§ **Data section**:
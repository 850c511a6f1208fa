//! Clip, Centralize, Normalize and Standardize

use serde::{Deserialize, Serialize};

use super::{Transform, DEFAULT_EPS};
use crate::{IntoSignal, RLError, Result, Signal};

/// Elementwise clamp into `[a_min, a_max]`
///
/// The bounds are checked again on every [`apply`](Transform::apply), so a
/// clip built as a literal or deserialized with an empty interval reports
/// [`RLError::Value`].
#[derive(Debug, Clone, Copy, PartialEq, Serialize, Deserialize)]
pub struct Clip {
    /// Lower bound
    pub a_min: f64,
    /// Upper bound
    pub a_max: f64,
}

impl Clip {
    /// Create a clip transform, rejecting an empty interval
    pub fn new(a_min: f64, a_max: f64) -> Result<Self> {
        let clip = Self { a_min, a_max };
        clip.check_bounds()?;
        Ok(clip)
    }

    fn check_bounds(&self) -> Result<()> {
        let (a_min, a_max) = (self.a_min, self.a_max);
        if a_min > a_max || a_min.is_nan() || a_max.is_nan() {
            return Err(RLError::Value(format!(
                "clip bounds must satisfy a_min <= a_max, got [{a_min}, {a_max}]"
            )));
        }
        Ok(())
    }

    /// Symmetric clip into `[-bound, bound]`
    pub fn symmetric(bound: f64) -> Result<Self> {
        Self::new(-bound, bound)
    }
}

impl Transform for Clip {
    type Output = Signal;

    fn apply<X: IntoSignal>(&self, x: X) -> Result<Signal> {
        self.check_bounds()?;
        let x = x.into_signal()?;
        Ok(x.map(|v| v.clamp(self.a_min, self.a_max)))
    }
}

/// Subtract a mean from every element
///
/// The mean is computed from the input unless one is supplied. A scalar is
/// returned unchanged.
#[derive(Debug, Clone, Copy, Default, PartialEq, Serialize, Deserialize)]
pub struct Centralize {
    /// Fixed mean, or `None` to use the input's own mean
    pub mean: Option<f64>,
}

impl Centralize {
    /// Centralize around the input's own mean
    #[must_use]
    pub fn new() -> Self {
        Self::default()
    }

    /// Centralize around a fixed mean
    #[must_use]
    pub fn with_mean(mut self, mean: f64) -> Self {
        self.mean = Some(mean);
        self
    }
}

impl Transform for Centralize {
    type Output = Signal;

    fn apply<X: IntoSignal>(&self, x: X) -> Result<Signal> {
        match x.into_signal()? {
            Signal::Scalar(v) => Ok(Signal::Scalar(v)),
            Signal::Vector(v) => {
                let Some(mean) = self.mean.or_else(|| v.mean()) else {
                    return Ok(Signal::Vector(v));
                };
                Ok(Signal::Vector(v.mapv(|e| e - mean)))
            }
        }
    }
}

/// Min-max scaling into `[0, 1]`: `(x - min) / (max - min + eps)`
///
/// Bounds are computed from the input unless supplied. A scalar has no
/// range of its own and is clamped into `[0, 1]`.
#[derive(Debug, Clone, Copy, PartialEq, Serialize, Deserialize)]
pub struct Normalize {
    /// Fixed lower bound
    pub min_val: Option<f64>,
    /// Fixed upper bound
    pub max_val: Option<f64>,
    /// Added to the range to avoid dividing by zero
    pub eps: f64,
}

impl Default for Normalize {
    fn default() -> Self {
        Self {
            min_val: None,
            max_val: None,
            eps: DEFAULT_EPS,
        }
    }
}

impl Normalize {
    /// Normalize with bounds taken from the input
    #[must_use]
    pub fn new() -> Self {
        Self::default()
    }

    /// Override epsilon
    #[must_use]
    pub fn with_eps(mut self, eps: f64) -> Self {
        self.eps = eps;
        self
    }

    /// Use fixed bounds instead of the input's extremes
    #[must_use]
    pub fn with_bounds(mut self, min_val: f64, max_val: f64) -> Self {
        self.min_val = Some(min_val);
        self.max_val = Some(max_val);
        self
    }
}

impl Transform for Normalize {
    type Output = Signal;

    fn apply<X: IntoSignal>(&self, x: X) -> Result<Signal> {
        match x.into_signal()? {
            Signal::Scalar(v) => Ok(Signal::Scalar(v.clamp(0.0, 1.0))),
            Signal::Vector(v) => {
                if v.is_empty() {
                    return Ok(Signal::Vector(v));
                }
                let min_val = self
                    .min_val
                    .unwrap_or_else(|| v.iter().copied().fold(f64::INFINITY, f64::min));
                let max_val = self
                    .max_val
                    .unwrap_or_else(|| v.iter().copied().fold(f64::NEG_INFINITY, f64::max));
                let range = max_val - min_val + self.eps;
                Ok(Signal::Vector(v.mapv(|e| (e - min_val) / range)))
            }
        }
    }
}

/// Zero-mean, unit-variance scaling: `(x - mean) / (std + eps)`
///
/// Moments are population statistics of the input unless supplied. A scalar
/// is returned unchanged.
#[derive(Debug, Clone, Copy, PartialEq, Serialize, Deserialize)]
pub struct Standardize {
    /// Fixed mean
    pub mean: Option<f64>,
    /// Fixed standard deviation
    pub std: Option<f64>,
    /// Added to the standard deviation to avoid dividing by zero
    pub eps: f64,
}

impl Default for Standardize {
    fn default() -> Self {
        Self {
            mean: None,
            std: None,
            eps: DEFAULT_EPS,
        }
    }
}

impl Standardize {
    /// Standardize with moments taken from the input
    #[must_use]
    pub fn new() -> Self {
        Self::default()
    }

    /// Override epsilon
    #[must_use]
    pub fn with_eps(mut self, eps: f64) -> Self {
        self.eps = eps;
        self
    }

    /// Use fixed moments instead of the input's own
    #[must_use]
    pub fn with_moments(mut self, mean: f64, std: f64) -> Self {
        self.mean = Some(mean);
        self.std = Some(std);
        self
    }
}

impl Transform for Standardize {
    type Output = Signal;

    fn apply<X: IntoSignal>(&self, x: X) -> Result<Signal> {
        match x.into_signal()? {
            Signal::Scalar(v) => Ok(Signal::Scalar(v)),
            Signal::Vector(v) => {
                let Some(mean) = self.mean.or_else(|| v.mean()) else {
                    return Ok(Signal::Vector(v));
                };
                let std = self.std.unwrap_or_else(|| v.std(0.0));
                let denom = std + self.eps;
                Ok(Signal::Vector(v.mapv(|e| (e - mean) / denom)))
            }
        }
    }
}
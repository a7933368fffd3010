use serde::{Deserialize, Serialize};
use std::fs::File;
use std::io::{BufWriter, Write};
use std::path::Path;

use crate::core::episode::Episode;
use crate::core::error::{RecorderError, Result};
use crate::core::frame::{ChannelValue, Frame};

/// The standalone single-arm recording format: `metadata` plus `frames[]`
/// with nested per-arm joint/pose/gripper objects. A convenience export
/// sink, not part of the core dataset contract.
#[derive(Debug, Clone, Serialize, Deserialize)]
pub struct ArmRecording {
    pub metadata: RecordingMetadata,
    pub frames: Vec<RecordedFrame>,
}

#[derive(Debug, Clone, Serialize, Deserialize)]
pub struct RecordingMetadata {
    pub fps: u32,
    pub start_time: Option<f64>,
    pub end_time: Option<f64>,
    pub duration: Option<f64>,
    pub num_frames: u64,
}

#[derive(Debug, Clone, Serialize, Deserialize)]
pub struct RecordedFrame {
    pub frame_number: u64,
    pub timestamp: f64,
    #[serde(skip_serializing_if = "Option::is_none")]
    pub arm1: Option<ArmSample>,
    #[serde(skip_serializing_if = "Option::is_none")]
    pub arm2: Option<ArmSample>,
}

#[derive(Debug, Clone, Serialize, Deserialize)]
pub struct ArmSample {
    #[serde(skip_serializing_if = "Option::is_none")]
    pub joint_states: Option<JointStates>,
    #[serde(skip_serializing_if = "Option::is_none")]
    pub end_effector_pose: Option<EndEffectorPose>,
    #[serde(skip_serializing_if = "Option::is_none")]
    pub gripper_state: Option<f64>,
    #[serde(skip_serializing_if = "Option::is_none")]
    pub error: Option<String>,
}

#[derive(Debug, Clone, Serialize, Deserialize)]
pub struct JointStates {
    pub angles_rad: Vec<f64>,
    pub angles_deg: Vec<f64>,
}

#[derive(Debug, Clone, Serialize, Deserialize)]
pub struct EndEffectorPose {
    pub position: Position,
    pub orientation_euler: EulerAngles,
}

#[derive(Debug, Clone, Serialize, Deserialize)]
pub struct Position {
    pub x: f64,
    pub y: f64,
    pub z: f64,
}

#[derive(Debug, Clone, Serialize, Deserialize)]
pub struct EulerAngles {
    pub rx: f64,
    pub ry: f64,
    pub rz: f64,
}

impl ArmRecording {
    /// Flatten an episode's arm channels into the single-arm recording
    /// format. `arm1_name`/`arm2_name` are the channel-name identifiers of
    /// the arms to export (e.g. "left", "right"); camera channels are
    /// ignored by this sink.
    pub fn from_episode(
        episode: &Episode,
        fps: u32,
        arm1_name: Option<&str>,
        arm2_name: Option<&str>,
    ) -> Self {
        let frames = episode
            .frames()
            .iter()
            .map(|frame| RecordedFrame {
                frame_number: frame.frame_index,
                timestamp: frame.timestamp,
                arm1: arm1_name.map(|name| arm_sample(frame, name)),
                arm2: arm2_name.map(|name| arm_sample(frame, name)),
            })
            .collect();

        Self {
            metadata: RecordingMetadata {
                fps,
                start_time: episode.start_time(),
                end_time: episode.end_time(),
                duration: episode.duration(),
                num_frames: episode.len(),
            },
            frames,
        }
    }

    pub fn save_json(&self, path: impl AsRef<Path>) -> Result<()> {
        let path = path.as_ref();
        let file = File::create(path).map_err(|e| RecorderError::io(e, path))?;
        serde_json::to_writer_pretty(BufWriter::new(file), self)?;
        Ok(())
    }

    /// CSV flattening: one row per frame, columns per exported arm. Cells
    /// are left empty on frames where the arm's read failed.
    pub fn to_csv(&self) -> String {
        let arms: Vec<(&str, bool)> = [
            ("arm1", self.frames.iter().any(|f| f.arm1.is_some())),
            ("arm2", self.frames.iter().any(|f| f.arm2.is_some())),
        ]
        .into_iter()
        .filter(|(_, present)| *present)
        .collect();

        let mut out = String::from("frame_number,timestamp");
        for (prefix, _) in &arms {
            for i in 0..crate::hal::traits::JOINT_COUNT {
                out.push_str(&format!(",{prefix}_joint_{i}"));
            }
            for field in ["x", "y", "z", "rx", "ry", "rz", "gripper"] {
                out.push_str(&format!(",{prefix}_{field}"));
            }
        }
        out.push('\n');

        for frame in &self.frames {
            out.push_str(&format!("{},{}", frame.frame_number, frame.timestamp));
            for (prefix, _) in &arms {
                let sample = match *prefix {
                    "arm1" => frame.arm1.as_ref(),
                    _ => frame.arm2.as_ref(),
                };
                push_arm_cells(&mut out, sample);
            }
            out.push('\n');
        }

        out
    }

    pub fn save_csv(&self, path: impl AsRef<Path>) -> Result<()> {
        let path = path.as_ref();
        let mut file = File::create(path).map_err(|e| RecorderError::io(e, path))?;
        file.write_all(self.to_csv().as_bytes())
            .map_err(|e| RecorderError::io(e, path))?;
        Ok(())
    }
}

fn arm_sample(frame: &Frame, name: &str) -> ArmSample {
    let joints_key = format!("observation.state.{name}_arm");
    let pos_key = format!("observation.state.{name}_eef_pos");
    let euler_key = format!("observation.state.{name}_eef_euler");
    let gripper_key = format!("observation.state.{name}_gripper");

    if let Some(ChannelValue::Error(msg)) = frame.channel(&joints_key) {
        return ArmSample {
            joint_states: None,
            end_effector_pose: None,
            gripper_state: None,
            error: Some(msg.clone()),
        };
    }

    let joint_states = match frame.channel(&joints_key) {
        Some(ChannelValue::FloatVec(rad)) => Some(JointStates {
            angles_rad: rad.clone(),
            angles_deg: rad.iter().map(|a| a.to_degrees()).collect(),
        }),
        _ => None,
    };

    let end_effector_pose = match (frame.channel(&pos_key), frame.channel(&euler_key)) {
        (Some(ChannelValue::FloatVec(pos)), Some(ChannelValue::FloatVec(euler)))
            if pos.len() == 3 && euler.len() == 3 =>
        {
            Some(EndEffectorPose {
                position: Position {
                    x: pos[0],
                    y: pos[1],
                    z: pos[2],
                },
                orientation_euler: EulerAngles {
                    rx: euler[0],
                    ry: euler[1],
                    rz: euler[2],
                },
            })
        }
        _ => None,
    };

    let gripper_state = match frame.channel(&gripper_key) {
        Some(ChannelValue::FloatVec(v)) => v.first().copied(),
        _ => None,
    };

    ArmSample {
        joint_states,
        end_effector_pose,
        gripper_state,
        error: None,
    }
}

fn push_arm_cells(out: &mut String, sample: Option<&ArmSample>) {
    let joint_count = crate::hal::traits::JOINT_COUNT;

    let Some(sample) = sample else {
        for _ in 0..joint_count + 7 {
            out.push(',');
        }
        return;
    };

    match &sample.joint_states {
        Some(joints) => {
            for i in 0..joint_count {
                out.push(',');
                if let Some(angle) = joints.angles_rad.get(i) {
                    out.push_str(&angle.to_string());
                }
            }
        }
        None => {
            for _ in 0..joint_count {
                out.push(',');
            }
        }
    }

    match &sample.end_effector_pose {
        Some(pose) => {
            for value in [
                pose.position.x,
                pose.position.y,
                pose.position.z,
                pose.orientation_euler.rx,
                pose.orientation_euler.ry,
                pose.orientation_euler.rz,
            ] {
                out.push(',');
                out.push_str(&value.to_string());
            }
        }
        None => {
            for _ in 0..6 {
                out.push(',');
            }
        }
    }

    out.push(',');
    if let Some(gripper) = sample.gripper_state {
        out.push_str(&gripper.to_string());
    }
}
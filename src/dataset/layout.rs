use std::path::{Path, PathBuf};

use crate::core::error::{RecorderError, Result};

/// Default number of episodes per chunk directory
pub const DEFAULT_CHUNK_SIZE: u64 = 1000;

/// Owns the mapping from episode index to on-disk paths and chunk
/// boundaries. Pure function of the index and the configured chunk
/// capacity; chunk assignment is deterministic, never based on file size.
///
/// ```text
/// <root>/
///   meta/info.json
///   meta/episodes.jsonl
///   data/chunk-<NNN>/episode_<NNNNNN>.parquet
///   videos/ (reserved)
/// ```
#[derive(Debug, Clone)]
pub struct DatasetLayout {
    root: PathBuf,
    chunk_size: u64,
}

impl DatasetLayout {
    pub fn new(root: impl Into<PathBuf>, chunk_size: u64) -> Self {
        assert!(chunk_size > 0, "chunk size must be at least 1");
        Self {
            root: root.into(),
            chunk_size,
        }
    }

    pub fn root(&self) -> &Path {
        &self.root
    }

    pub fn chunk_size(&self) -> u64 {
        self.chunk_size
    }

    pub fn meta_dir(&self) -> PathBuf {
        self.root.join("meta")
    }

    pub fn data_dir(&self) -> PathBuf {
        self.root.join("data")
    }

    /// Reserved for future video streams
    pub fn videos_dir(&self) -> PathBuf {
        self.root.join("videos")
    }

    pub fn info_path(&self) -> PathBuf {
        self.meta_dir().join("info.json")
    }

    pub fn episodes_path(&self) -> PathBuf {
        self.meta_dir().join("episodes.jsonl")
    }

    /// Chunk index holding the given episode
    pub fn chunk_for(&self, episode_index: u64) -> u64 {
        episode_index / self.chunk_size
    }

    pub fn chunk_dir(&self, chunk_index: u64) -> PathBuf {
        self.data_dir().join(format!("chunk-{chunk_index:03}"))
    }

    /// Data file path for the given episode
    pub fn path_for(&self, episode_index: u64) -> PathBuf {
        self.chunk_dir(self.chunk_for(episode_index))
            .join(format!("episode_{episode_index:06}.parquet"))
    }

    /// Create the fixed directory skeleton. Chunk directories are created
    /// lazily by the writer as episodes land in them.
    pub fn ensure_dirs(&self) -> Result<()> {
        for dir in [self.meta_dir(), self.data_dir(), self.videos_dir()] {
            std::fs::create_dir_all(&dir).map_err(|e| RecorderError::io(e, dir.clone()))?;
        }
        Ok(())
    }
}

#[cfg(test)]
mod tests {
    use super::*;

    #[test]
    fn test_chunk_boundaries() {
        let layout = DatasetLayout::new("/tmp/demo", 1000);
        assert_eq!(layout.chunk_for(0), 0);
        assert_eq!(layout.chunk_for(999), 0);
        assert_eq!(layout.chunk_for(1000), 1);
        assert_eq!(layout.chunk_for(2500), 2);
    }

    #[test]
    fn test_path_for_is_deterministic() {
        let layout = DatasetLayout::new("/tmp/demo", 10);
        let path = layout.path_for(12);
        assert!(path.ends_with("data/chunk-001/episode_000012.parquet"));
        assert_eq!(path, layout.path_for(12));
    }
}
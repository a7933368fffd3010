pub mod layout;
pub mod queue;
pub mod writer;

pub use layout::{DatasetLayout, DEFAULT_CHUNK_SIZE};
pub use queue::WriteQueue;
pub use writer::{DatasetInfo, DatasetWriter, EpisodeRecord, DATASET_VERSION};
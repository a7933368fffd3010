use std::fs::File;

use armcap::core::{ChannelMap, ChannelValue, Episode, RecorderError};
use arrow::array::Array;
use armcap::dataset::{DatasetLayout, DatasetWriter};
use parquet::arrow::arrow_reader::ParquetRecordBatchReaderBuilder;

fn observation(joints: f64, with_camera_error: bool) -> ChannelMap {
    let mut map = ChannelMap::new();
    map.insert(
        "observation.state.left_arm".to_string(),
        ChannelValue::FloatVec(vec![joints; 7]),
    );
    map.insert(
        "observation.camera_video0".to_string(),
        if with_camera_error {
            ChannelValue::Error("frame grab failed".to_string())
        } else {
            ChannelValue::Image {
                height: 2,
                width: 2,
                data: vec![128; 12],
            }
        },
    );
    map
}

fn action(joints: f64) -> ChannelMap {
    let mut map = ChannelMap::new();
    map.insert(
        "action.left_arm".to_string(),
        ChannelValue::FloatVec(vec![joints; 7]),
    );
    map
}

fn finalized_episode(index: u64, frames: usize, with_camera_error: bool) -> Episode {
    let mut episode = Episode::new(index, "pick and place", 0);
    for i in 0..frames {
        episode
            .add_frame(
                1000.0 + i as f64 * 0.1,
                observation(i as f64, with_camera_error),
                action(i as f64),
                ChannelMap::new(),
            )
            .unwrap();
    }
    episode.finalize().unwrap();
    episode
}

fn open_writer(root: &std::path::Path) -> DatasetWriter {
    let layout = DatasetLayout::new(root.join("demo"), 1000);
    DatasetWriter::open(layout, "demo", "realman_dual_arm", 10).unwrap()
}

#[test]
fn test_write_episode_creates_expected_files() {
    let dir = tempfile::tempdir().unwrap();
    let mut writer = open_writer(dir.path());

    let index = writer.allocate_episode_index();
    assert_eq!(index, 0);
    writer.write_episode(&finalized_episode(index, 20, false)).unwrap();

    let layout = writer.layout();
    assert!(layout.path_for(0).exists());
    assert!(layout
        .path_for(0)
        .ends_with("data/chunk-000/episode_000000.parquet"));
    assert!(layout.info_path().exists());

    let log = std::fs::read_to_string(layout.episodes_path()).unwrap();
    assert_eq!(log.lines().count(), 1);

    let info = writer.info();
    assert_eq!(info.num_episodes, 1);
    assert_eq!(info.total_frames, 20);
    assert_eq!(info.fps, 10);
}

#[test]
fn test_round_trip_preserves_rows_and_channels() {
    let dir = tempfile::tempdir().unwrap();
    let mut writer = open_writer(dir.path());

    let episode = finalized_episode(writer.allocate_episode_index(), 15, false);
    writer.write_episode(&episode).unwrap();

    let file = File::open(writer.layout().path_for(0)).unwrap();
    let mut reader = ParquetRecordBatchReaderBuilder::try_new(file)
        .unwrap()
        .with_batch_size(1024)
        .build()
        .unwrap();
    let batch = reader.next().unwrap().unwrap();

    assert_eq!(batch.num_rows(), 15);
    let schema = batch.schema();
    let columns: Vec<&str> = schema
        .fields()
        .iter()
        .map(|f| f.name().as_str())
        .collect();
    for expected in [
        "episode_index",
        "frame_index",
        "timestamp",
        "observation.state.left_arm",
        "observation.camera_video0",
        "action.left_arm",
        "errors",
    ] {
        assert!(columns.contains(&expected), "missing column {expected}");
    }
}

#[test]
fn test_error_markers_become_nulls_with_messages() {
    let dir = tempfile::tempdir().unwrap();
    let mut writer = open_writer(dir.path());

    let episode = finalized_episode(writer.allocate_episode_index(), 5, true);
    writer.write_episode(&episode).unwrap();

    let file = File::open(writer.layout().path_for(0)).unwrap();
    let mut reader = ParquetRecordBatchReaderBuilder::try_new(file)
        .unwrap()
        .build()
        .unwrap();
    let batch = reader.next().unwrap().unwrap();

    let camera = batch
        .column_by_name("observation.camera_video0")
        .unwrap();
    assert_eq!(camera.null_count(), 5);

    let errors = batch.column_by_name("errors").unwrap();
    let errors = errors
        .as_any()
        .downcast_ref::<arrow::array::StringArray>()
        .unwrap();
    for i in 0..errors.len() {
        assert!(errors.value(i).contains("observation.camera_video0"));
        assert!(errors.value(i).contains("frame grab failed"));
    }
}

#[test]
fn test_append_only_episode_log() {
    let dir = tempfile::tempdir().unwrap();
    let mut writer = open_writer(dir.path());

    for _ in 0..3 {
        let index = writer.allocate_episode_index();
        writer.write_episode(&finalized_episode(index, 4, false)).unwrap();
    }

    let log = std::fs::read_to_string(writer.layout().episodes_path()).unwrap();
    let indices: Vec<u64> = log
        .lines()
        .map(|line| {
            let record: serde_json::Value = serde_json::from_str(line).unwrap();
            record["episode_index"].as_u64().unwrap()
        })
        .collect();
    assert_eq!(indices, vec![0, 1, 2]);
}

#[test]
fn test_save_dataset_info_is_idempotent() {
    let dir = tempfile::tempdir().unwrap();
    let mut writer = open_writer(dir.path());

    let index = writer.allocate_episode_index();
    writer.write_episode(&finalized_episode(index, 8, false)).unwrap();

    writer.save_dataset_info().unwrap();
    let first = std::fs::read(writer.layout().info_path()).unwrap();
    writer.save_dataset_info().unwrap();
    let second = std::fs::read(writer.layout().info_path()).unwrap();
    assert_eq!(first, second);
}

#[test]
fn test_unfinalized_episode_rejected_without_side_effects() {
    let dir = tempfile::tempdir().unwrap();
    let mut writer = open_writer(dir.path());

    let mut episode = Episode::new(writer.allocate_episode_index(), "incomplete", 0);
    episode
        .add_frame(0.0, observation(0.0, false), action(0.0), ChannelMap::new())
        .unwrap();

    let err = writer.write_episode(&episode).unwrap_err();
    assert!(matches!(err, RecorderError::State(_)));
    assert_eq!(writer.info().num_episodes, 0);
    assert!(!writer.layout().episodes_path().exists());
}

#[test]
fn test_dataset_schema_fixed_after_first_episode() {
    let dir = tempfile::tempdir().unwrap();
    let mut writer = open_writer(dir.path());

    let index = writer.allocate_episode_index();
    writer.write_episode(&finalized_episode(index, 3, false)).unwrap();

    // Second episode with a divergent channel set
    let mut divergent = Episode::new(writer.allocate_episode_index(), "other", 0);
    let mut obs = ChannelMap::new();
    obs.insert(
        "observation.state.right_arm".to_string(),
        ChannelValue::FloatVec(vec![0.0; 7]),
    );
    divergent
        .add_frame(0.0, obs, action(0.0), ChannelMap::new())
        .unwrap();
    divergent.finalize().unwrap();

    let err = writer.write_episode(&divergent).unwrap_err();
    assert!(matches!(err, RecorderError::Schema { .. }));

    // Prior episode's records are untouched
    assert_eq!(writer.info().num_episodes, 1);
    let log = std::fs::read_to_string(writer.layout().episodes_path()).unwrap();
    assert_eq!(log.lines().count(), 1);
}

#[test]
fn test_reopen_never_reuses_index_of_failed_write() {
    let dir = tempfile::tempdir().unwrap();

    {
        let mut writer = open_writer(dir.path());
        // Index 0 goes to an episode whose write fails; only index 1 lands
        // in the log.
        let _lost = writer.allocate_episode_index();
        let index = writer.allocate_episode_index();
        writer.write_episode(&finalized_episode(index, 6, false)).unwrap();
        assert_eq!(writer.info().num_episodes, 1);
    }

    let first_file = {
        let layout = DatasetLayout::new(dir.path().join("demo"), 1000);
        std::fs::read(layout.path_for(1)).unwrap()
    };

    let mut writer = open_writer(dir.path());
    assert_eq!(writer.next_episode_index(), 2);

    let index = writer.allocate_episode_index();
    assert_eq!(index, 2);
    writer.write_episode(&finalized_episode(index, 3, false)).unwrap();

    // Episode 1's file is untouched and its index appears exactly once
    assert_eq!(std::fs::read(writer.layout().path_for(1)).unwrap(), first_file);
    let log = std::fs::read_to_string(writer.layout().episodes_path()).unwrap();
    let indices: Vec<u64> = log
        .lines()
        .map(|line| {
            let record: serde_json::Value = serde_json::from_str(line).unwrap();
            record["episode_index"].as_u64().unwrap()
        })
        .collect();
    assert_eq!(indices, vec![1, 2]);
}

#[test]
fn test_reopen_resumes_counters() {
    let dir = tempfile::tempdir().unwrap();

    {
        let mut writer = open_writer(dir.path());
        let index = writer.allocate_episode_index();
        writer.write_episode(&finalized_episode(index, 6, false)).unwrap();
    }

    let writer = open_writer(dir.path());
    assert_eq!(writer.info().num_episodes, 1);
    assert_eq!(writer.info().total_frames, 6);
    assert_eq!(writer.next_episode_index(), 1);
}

§ **Instructions for the task**: Could you retype exactly the lines above, starting at the line that contains "pub struct RecordedFrame" and ending at the line that contains "pub struct ArmSample", and nothing more?

§ **Exercise result**:
pub struct RecordedFrame {
    pub frame_number: u64,
    pub timestamp: f64,
    #[serde(skip_serializing_if = "Option::is_none")]
    pub arm1: Option<ArmSample>,
    #[serde(skip_serializing_if = "Option::is_none")]
    pub arm2: Option<ArmSample>,
}

#[derive(Debug, Clone, Serialize, Deserialize)]
pub struct ArmSample {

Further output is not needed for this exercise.